*** Information ***
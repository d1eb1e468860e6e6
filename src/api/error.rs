//! APIエラーハンドリング
//!
//! 統一されたエラーレスポンス形式を提供する。
//! すべてのエラーはJSON形式で返却され、`error`と`message`フィールドを含む。
//! ストア障害時は診断用の`trace`フィールドを追加で含むことがある。

use axum::{
    http::StatusCode,
    response::{IntoResponse, Response},
    Json,
};
use serde::{Deserialize, Serialize};

/// APIエラーレスポンスのボディ
///
/// JSON形式で`error`（エラー種別）と`message`（詳細メッセージ）を含む。
/// `trace`は内部エラー時のみ付与される診断情報。
#[derive(Debug, Clone, Serialize, Deserialize, PartialEq, Eq)]
pub struct ApiErrorBody {
    /// エラー種別（例: "bad_request", "unauthorized", "invalid_input", "internal_error"）
    pub error: String,
    /// 詳細なエラーメッセージ
    pub message: String,
    /// 診断用トレース（内部エラー時のみ）
    #[serde(skip_serializing_if = "Option::is_none", default)]
    pub trace: Option<String>,
}

/// APIエラー
///
/// 統一されたエラーレスポンス形式。
/// ステータスコードとJSON形式のエラーボディを含む。
#[derive(Debug, Clone)]
pub struct ApiError {
    /// HTTPステータスコード
    status: StatusCode,
    /// エラーレスポンスボディ
    body: ApiErrorBody,
}

impl ApiError {
    /// 新しいApiErrorを作成
    pub fn new(status: StatusCode, error: impl Into<String>, message: impl Into<String>) -> Self {
        Self {
            status,
            body: ApiErrorBody {
                error: error.into(),
                message: message.into(),
                trace: None,
            },
        }
    }

    /// 400 Bad Requestエラーを作成
    pub fn bad_request(message: impl Into<String>) -> Self {
        Self::new(StatusCode::BAD_REQUEST, "bad_request", message)
    }

    /// 401 Unauthorizedエラーを作成
    pub fn unauthorized(message: impl Into<String>) -> Self {
        Self::new(StatusCode::UNAUTHORIZED, "unauthorized", message)
    }

    /// 422 Unprocessable Entityエラー（不正な検索条件）を作成
    pub fn invalid_input(message: impl Into<String>) -> Self {
        Self::new(StatusCode::UNPROCESSABLE_ENTITY, "invalid_input", message)
    }

    /// 422 Unprocessable Entityエラー（バックエンド設定の欠落）を作成
    pub fn configuration_missing(message: impl Into<String>) -> Self {
        Self::new(
            StatusCode::UNPROCESSABLE_ENTITY,
            "configuration_missing",
            message,
        )
    }

    /// 500 Internal Server Errorを作成
    pub fn internal_error(message: impl Into<String>) -> Self {
        Self::new(StatusCode::INTERNAL_SERVER_ERROR, "internal_error", message)
    }

    /// 診断用トレースを付与する
    pub fn with_trace(mut self, trace: impl Into<String>) -> Self {
        self.body.trace = Some(trace.into());
        self
    }

    /// エラー種別を取得
    pub fn error(&self) -> &str {
        &self.body.error
    }

    /// エラーメッセージを取得
    pub fn message(&self) -> &str {
        &self.body.message
    }

    /// ステータスコードを取得
    pub fn status(&self) -> StatusCode {
        self.status
    }
}

impl IntoResponse for ApiError {
    fn into_response(self) -> Response {
        (self.status, Json(self.body)).into_response()
    }
}
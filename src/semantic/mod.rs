//! Semantic provider boundary
//!
//! The rule engine queries a [`SemanticProvider`] for declared symbols and
//! their whole-workspace references; it never resolves names itself.
//! [`SourceIndex`] is the built-in provider, a name-based index over all
//! parsed units.

mod index;
mod provider;

pub use index::{declaration_nodes, SourceIndex};
pub use provider::{
    ProviderError, ReferenceLocation, ReferencedSymbol, SemanticProvider, SourceSpan, Symbol,
    SymbolKind, UnitId, Workspace,
};
use super::Finding;
use colored::Colorize;
use miette::Result;
use std::collections::HashMap;
use std::path::PathBuf;

/// Terminal reporter with colored output
pub struct TerminalReporter {
    /// Show offending snippets in output
    show_snippets: bool,
}

impl TerminalReporter {
    pub fn new() -> Self {
        Self {
            show_snippets: true,
        }
    }

    pub fn with_snippets(mut self, show: bool) -> Self {
        self.show_snippets = show;
        self
    }

    pub fn report(&self, findings: &[Finding]) -> Result<()> {
        if findings.is_empty() {
            println!("{}", "No unused declarations found!".green().bold());
            return Ok(());
        }

        // Group by file
        let mut by_file: HashMap<PathBuf, Vec<&Finding>> = HashMap::new();
        for finding in findings {
            by_file
                .entry(finding.file.clone())
                .or_default()
                .push(finding);
        }

        println!();
        println!(
            "{}",
            format!("Found {} findings:", findings.len()).yellow().bold()
        );
        println!();

        let mut files: Vec<_> = by_file.keys().cloned().collect();
        files.sort();

        for file in files {
            println!("{}", file.display().to_string().cyan().underline());
            let mut items = by_file.remove(&file).unwrap_or_default();
            items.sort_by_key(|f| f.line);

            for finding in items {
                println!(
                    "  {}:{} {} {} [{}]",
                    finding.line,
                    finding.column,
                    finding.title.red().bold(),
                    finding.symbol_name.bold(),
                    finding.impact.as_str().dimmed(),
                );
                println!("    {}", finding.suggestion.dimmed());
                if self.show_snippets {
                    for line in finding.snippet.lines().take(3) {
                        println!("    {}", line.trim_end().dimmed());
                    }
                }
            }
            println!();
        }

        Ok(())
    }
}

impl Default for TerminalReporter {
    fn default() -> Self {
        Self::new()
    }
}
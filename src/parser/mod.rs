mod common;
mod javascript;
mod typescript;

pub use common::{ParsedUnit, Parser};
pub use javascript::JavaScriptParser;
pub use typescript::TypeScriptParser;

use crate::discovery::{FileType, SourceFile};
use crate::semantic::{UnitId, Workspace};
use miette::Result;
use rayon::prelude::*;
use tracing::debug;

/// Parse all discovered source files into a [`Workspace`]
///
/// Files are parsed in parallel; unit ids follow discovery order.
pub fn parse_workspace(files: Vec<SourceFile>) -> Result<Workspace> {
    let units = files
        .into_par_iter()
        .enumerate()
        .map(|(i, mut file)| {
            let id = UnitId(i as u32);
            // Discovery usually pre-loads contents; read here otherwise.
            let source = file.load()?.to_owned();
            let mut parser: Box<dyn Parser> = match file.file_type {
                FileType::JavaScript => Box::new(JavaScriptParser::new()),
                FileType::TypeScript => Box::new(TypeScriptParser::new()),
                FileType::Tsx => Box::new(TypeScriptParser::new_tsx()),
            };
            parser.parse(&file.path, source, id)
        })
        .collect::<Result<Vec<_>>>()?;

    debug!("Parsed {} source units", units.len());
    Ok(Workspace::new(units))
}
// Configuration loader

use miette::{IntoDiagnostic, Result, WrapErr};
use serde::{Deserialize, Serialize};
use std::path::{Path, PathBuf};
use tracing::debug;

/// Configuration for a refscan run
#[derive(Debug, Clone, Serialize, Deserialize)]
#[serde(default)]
pub struct Config {
    /// Target directories to analyze
    pub targets: Vec<PathBuf>,

    /// Path substrings to exclude from analysis
    pub exclude: Vec<String>,

    /// Report configuration
    pub report: ReportConfig,

    /// Per-rule toggles
    pub rules: RulesConfig,
}

#[derive(Debug, Clone, Serialize, Deserialize)]
#[serde(default)]
pub struct ReportConfig {
    /// Output format: terminal, json, sarif
    pub format: String,

    /// Show offending snippets in terminal output
    pub show_snippets: bool,
}

#[derive(Debug, Clone, Serialize, Deserialize)]
#[serde(default)]
pub struct RulesConfig {
    pub unused_variable: bool,
    pub unused_function: bool,
    pub unused_class: bool,
    pub unused_field: bool,
    pub unused_method: bool,
}

impl Default for Config {
    fn default() -> Self {
        Self {
            targets: Vec::new(),
            exclude: vec![
                "node_modules".to_string(),
                "dist".to_string(),
                "build".to_string(),
            ],
            report: ReportConfig::default(),
            rules: RulesConfig::default(),
        }
    }
}

impl Default for ReportConfig {
    fn default() -> Self {
        Self {
            format: "terminal".to_string(),
            show_snippets: true,
        }
    }
}

impl Default for RulesConfig {
    fn default() -> Self {
        Self {
            unused_variable: true,
            unused_function: true,
            unused_class: true,
            unused_field: true,
            unused_method: true,
        }
    }
}

impl Config {
    /// Load configuration from a TOML file
    pub fn from_file(path: &Path) -> Result<Self> {
        let contents = std::fs::read_to_string(path)
            .into_diagnostic()
            .wrap_err_with(|| format!("Failed to read config file: {}", path.display()))?;
        let config: Config = toml::from_str(&contents)
            .into_diagnostic()
            .wrap_err_with(|| format!("Failed to parse config file: {}", path.display()))?;
        debug!("Loaded configuration from {}", path.display());
        Ok(config)
    }

    /// Load from the default locations under `root`, falling back to defaults
    pub fn from_default_locations(root: &Path) -> Result<Self> {
        for name in ["refscan.toml", ".refscan.toml"] {
            let candidate = root.join(name);
            if candidate.is_file() {
                return Self::from_file(&candidate);
            }
        }
        Ok(Self::default())
    }
}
*** End of Information ***
Return all lines from the data that include the string "PathBuf".

use std::path::PathBuf;
        let mut by_file: HashMap<PathBuf, Vec<&Finding>> = HashMap::new();
use std::path::{Path, PathBuf};
    pub targets: Vec<PathBuf>,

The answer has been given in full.